Cultiver, élever, pêcher, chasser, cueillir… toutes ces activités visant à produire pour se nourrir transforment les écosystèmes au sein desquels elles prennent place. Avec des pratiques aussi diverses que la déforestation, la plantation, la sélection variétale, le pâturage, l’irrigation, la fertilisation, la lutte contre les « ravageurs » ou encore l’aménagement des parcelles, les activités productives « artificialisent » le milieu (Mazoyer et Roudart, 1997). Elles induisent des changements écologiques au sein de la biosphère et ont modelé, sur le temps long, nombre de paysages ruraux à travers le monde. Ainsi, la forêt a par endroits laissé place aux champs, les landes aux bocages, les marécages aux rizières, les déserts aux oasis, grâce à des formes d’aménagement astucieuses permettant d’articuler les besoins des plantes ou des animaux, les potentialités du milieu naturel et les nécessités de l’organisation sociale (Marshall, 2009 ; Mollard et Walter, 2008).
Cependant, certains modes de productions agricoles productivistes, qui visent à répondre à une demande alimentaire croissante et à maintenir les prix bas de nos aliments, mettent en péril le maintien des fonctions écologiques au sein des agroécosystèmes, en induisant par exemple une perte de biodiversité ou de fertilité des sols. Ils peuvent également impacter négativement les milieux naturels : assèche-ment des zones humides, pollution des cours d’eau par les pesticides, dégradation des fonds marins par un recours intensif au chalutage de fond, etc. (chapitre 7). Finalement, au-delà des modes de production, ce sont aussi « les aliments que nous consommons, et les raisons pour lesquelles nous les consommons de cette manière, qui façonnent le paysage » (Wessell, 2010). Le paysage s’entend dès lors non pas comme une entité en soi mais comme le résultat d’une interaction entre les êtres humains, leurs choix alimentaires (à plus ou moins longue distance) et l’environnement (Brulotte et Di Giovine, 2014).
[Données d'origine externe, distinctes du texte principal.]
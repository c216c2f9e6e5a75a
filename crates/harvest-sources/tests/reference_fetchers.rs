use std::collections::{BTreeMap, HashMap};
use std::net::SocketAddr;
use std::sync::atomic::{AtomicBool, AtomicUsize, Ordering};
use std::sync::{Arc, Mutex};

use axum::{
    extract::{Path, Query, State},
    http::{header, Method, StatusCode},
    response::{IntoResponse, Response},
    routing::get,
    Router,
};
use harvest_core::{item_id, ErrorKind, RunOutcome};
use harvest_sources::{build_registry, SourcesFile};
use harvest_sync::{HarvestConfig, Harvester};
use tempfile::{tempdir, TempDir};
use tokio::net::TcpListener;

#[derive(Clone, Default)]
struct Site {
    feed: Arc<Mutex<String>>,
    acts: Arc<Mutex<BTreeMap<String, (String, String)>>>,
    document_gets: Arc<AtomicUsize>,
    reject_head: Arc<AtomicBool>,
    maintenance: Arc<AtomicBool>,
    observation_starts: Arc<Mutex<Vec<Option<String>>>>,
}

fn feed_xml(items: &[(&str, &str)]) -> String {
    let items: String = items
        .iter()
        .map(|(guid, title)| format!("<item><guid>{guid}</guid><title>{title}</title></item>"))
        .collect();
    format!(r#"<?xml version="1.0"?><rss version="2.0"><channel><title>t</title>{items}</channel></rss>"#)
}

async fn feed(State(site): State<Site>) -> Response {
    let body = site.feed.lock().unwrap().clone();
    ([(header::CONTENT_TYPE, "application/rss+xml")], body).into_response()
}

async fn acts_listing(State(site): State<Site>) -> Response {
    if site.maintenance.load(Ordering::SeqCst) {
        return "<html><body>Down for maintenance</body></html>".into_response();
    }
    let links: String = site
        .acts
        .lock()
        .unwrap()
        .keys()
        .map(|id| format!(r#"<li><a class="document-link" href="/acts/{id}">{id}</a></li>"#))
        .collect();
    format!("<html><body><ul>{links}</ul></body></html>").into_response()
}

async fn act(State(site): State<Site>, method: Method, Path(id): Path<String>) -> Response {
    if method == Method::GET {
        site.document_gets.fetch_add(1, Ordering::SeqCst);
    } else if method == Method::HEAD && site.reject_head.load(Ordering::SeqCst) {
        return StatusCode::METHOD_NOT_ALLOWED.into_response();
    }
    let acts = site.acts.lock().unwrap();
    match acts.get(&id) {
        Some((body, last_modified)) => (
            [(header::LAST_MODIFIED, last_modified.clone())],
            format!("<html><nav>menu</nav><main>{body}</main></html>"),
        )
            .into_response(),
        None => StatusCode::NOT_FOUND.into_response(),
    }
}

async fn observations(State(site): State<Site>, Query(params): Query<HashMap<String, String>>) -> Response {
    let start = params.get("observation_start").cloned();
    site.observation_starts.lock().unwrap().push(start.clone());
    if params.get("series_id").map(String::as_str) == Some("THROTTLED") {
        return StatusCode::TOO_MANY_REQUESTS.into_response();
    }
    let all = [("2024-01-01", "3.7"), ("2024-02-01", "3.9"), ("2024-03-01", ".")];
    let observations: Vec<_> = all
        .iter()
        .filter(|(date, _)| start.as_deref().map_or(true, |s| *date >= s))
        .map(|(date, value)| serde_json::json!({ "date": date, "value": value }))
        .collect();
    axum::Json(serde_json::json!({ "observations": observations })).into_response()
}

async fn serve(site: Site) -> SocketAddr {
    let app = Router::new()
        .route("/feed.xml", get(feed))
        .route("/acts", get(acts_listing))
        .route("/acts/{id}", get(act))
        .route("/series/observations", get(observations))
        .with_state(site);
    let listener = TcpListener::bind("127.0.0.1:0").await.unwrap();
    let addr = listener.local_addr().unwrap();
    tokio::spawn(async move { axum::serve(listener, app).await.unwrap() });
    addr
}

fn harvester(dir: &TempDir, addr: SocketAddr) -> Harvester {
    let yaml = format!(
        r#"
sources:
  - name: press
    kind: rss
    feeds: ["http://{addr}/feed.xml"]
  - name: acts
    kind: legislation
    listing_urls: ["http://{addr}/acts"]
  - name: labour
    kind: economic_series
    api_base: "http://{addr}/series/observations"
    series: [UNRATE]
  - name: labour-keyed
    kind: economic_series
    api_base: "http://{addr}/series/observations"
    series: [UNRATE]
    api_key_env: HARVEST_SOURCES_TEST_MISSING_KEY
  - name: throttled
    kind: economic_series
    api_base: "http://{addr}/series/observations"
    series: [THROTTLED, UNRATE]
  - name: labour-moved
    kind: economic_series
    api_base: "http://{addr}/moved/observations"
    series: [UNRATE]
    api_key_env: HARVEST_SOURCES_TEST_MOVED_KEY
"#
    );
    let registry = build_registry(&SourcesFile::parse(&yaml).unwrap()).unwrap();
    Harvester::new(HarvestConfig::for_state_root(dir.path()), registry).unwrap()
}

fn counts(message: &str) -> &str {
    message.split_once(": ").map(|(_, rest)| rest).unwrap_or(message)
}

#[tokio::test]
async fn rss_feed_is_incremental() {
    let site = Site::default();
    *site.feed.lock().unwrap() = feed_xml(&[("a", "One"), ("b", "Two"), ("c", "Three")]);
    let addr = serve(site.clone()).await;
    let dir = tempdir().unwrap();
    let harvester = harvester(&dir, addr);

    let first = harvester.run_source("press").await.unwrap();
    assert_eq!(counts(first.result.message()), "3 new, 0 updated, 0 skipped, 0 failed");

    let second = harvester.run_source("press").await.unwrap();
    assert_eq!(counts(second.result.message()), "0 new, 0 updated, 3 skipped, 0 failed");

    *site.feed.lock().unwrap() = feed_xml(&[("a", "One"), ("b", "Two (corrected)"), ("c", "Three"), ("d", "Four")]);
    let third = harvester.run_source("press").await.unwrap();
    assert_eq!(counts(third.result.message()), "1 new, 1 updated, 2 skipped, 0 failed");
}

#[tokio::test]
async fn legislation_probes_before_fetching_and_tombstones_repeals() {
    let site = Site::default();
    {
        let mut acts = site.acts.lock().unwrap();
        for id in ["water-1990", "roads-2001", "fisheries-2010"] {
            acts.insert(id.into(), (format!("{id} text"), "Mon, 01 Jan 2024 00:00:00 GMT".into()));
        }
    }
    let addr = serve(site.clone()).await;
    let dir = tempdir().unwrap();
    let harvester = harvester(&dir, addr);

    let first = harvester.run_source("acts").await.unwrap();
    assert_eq!(counts(first.result.message()), "3 new, 0 updated, 0 skipped, 0 failed");
    assert_eq!(site.document_gets.swap(0, Ordering::SeqCst), 3);

    // Nothing modified since the last check: probes only.
    let second = harvester.run_source("acts").await.unwrap();
    assert_eq!(counts(second.result.message()), "0 new, 0 updated, 3 skipped, 0 failed");
    assert_eq!(site.document_gets.swap(0, Ordering::SeqCst), 0);

    {
        let mut acts = site.acts.lock().unwrap();
        acts.remove("roads-2001");
        acts.insert(
            "water-1990".into(),
            ("water-1990 amended".into(), "Fri, 01 Jan 2100 00:00:00 GMT".into()),
        );
    }
    let third = harvester.run_source("acts").await.unwrap();
    assert_eq!(counts(third.result.message()), "0 new, 1 updated, 1 skipped, 0 failed");
    assert_eq!(site.document_gets.load(Ordering::SeqCst), 1);
}

#[tokio::test]
async fn economic_series_resume_from_last_date() {
    let site = Site::default();
    let addr = serve(site.clone()).await;
    let dir = tempdir().unwrap();
    let harvester = harvester(&dir, addr);

    let first = harvester.run_source("labour").await.unwrap();
    assert_eq!(counts(first.result.message()), "3 new, 0 updated, 0 skipped, 0 failed");
    let second = harvester.run_source("labour").await.unwrap();
    assert_eq!(counts(second.result.message()), "0 new, 0 updated, 1 skipped, 0 failed");

    let starts = site.observation_starts.lock().unwrap().clone();
    assert_eq!(starts, vec![None, Some("2024-03-01".to_string())]);
}

#[tokio::test]
async fn economic_series_without_key_fail_fast() {
    let site = Site::default();
    let addr = serve(site.clone()).await;
    let dir = tempdir().unwrap();
    let harvester = harvester(&dir, addr);

    let report = harvester.run_source("labour-keyed").await.unwrap();
    assert_eq!(report.run.outcome, RunOutcome::Error);
    assert_eq!(report.errors[0].kind, ErrorKind::FatalConfig);
    assert!(site.observation_starts.lock().unwrap().is_empty());

    let dry = harvester.dry_run_source("labour-keyed").await.unwrap();
    assert!(!dry.all_passed());
}

#[tokio::test]
async fn rate_limited_series_stop_the_run_without_retrying() {
    let site = Site::default();
    let addr = serve(site.clone()).await;
    let dir = tempdir().unwrap();
    let harvester = harvester(&dir, addr);

    let report = harvester.run_source("throttled").await.unwrap();
    assert!(report.result.is_success());
    assert_eq!(report.errors.len(), 1);
    assert_eq!(report.errors[0].kind, ErrorKind::RateLimited);
    // Both series are deferred, the throttled one included.
    assert_eq!(report.metrics.attempted, 2);
    assert_eq!(report.metrics.skipped, 2);
    assert_eq!(counts(report.result.message()), "0 new, 0 updated, 2 skipped, 0 failed");
    // One request for THROTTLED, none for the series after it.
    assert_eq!(site.observation_starts.lock().unwrap().len(), 1);
}

fn seed_acts(site: &Site) {
    let mut acts = site.acts.lock().unwrap();
    for id in ["water-1990", "roads-2001", "fisheries-2010"] {
        acts.insert(id.into(), (format!("{id} text"), "Mon, 01 Jan 2024 00:00:00 GMT".into()));
    }
}

#[tokio::test]
async fn documents_are_still_refreshed_when_head_is_refused() {
    let site = Site::default();
    seed_acts(&site);
    let addr = serve(site.clone()).await;
    let dir = tempdir().unwrap();
    let harvester = harvester(&dir, addr);

    harvester.run_source("acts").await.unwrap();
    site.document_gets.store(0, Ordering::SeqCst);

    site.reject_head.store(true, Ordering::SeqCst);
    site.acts
        .lock()
        .unwrap()
        .get_mut("water-1990")
        .unwrap()
        .0 = "water-1990 amended".into();
    let second = harvester.run_source("acts").await.unwrap();
    assert_eq!(counts(second.result.message()), "0 new, 1 updated, 2 skipped, 0 failed");
    assert!(second.errors.is_empty());
    assert_eq!(site.document_gets.load(Ordering::SeqCst), 3);
}

#[tokio::test]
async fn a_listing_without_links_never_repeals_the_register() {
    let site = Site::default();
    seed_acts(&site);
    let addr = serve(site.clone()).await;
    let dir = tempdir().unwrap();
    let harvester = harvester(&dir, addr);

    harvester.run_source("acts").await.unwrap();

    site.maintenance.store(true, Ordering::SeqCst);
    let down = harvester.run_source("acts").await.unwrap();
    assert_eq!(down.run.outcome, RunOutcome::Error);
    assert_eq!(down.errors[0].kind, ErrorKind::ParseError);

    // Every act is still known and active: nothing comes back as new.
    site.maintenance.store(false, Ordering::SeqCst);
    let back = harvester.run_source("acts").await.unwrap();
    assert_eq!(counts(back.result.message()), "0 new, 0 updated, 3 skipped, 0 failed");
}

#[tokio::test]
async fn a_failed_observation_is_requested_again() {
    let site = Site::default();
    let addr = serve(site.clone()).await;
    let dir = tempdir().unwrap();
    let harvester = harvester(&dir, addr);

    // A directory squatting on the artifact path makes the January write fail.
    let blocked = dir
        .path()
        .join("artifacts")
        .join("labour")
        .join(format!("{}.json", item_id("UNRATE|2024-01-01")));
    std::fs::create_dir_all(&blocked).unwrap();

    let first = harvester.run_source("labour").await.unwrap();
    assert_eq!(counts(first.result.message()), "2 new, 0 updated, 0 skipped, 1 failed");
    assert_eq!(first.errors[0].kind, ErrorKind::StorageError);

    std::fs::remove_dir(&blocked).unwrap();
    let second = harvester.run_source("labour").await.unwrap();
    assert_eq!(counts(second.result.message()), "1 new, 0 updated, 2 skipped, 0 failed");

    let third = harvester.run_source("labour").await.unwrap();
    assert_eq!(counts(third.result.message()), "0 new, 0 updated, 1 skipped, 0 failed");

    let starts = site.observation_starts.lock().unwrap().clone();
    assert_eq!(
        starts,
        vec![None, Some("2024-01-01".to_string()), Some("2024-03-01".to_string())]
    );
}

#[tokio::test]
async fn api_keys_never_reach_run_records() {
    const KEY: &str = "k3y-that-must-stay-private";
    std::env::set_var("HARVEST_SOURCES_TEST_MOVED_KEY", KEY);
    let site = Site::default();
    let addr = serve(site.clone()).await;
    let dir = tempdir().unwrap();
    let harvester = harvester(&dir, addr);

    let report = harvester.run_source("labour-moved").await.unwrap();
    assert_eq!(report.errors.len(), 1);
    assert!(report.errors[0].message.contains("api_key=REDACTED"), "{}", report.errors[0].message);

    let recorded = serde_json::to_string(&harvester.recent_runs(10).await.unwrap()).unwrap();
    assert!(!recorded.contains(KEY));
    let log = std::fs::read_to_string(dir.path().join("state").join("runs.jsonl")).unwrap();
    assert!(!log.contains(KEY));
}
Cette dernière perspective laisse entrevoir une dimension construite du paysage, à la fois identitaire et subjective (Périgord et Donadieu, 2007), que Roland Barthes (1985) définit comme « le signe culturel de la Nature ». Avec la notion de tastescape, Adele Wessell (2010) propose d’appréhender le paysage comme « un texte gastronomique qui enregistre les dynamiques culturelles et le changement au cours du temps ». En liant temps et espace, production et consommation, le tastescape permet de lire, au travers du paysage physique, la façon dont nous produisons notre nourriture, mais aussi de mobiliser les expériences, l’imagination, les croyances et les idées associées au paysage. C’est précisément dans ce rapport à la fois objectif et subjectif au paysage qu’a émergé la notion de « terroir », fondement de nombreuses identités culturelles collectives (chapitre 2). Certains des paysages façonnés par nos activités alimentaires constituent d’ailleurs des paysages culturels inscrits sur la liste du patrimoine mondial de l’Unesco : la région viticole du Haut-Douro au Portugal, les rizières en terrasses des Hani de Honghe en Chine, le paysage industriel de transformation de la viande de Fray Bentos en Uruguay ou encore le paysage viticole de la Wachau en Autriche (Roe, 2016). Les aménagements de ces paysages, mais aussi de paysages agricoles plus ordinaires, montrent une configuration visuelle (formes, couleurs) élaborée au carre-four des pratiques, des valeurs et des sensibilités des agriculteurs (Busck, 2002). Ils renvoient souvent à une forme d’esthétisme, qui parfois ne se voit que du ciel (découpage des plaines agricoles et bocages par exemple).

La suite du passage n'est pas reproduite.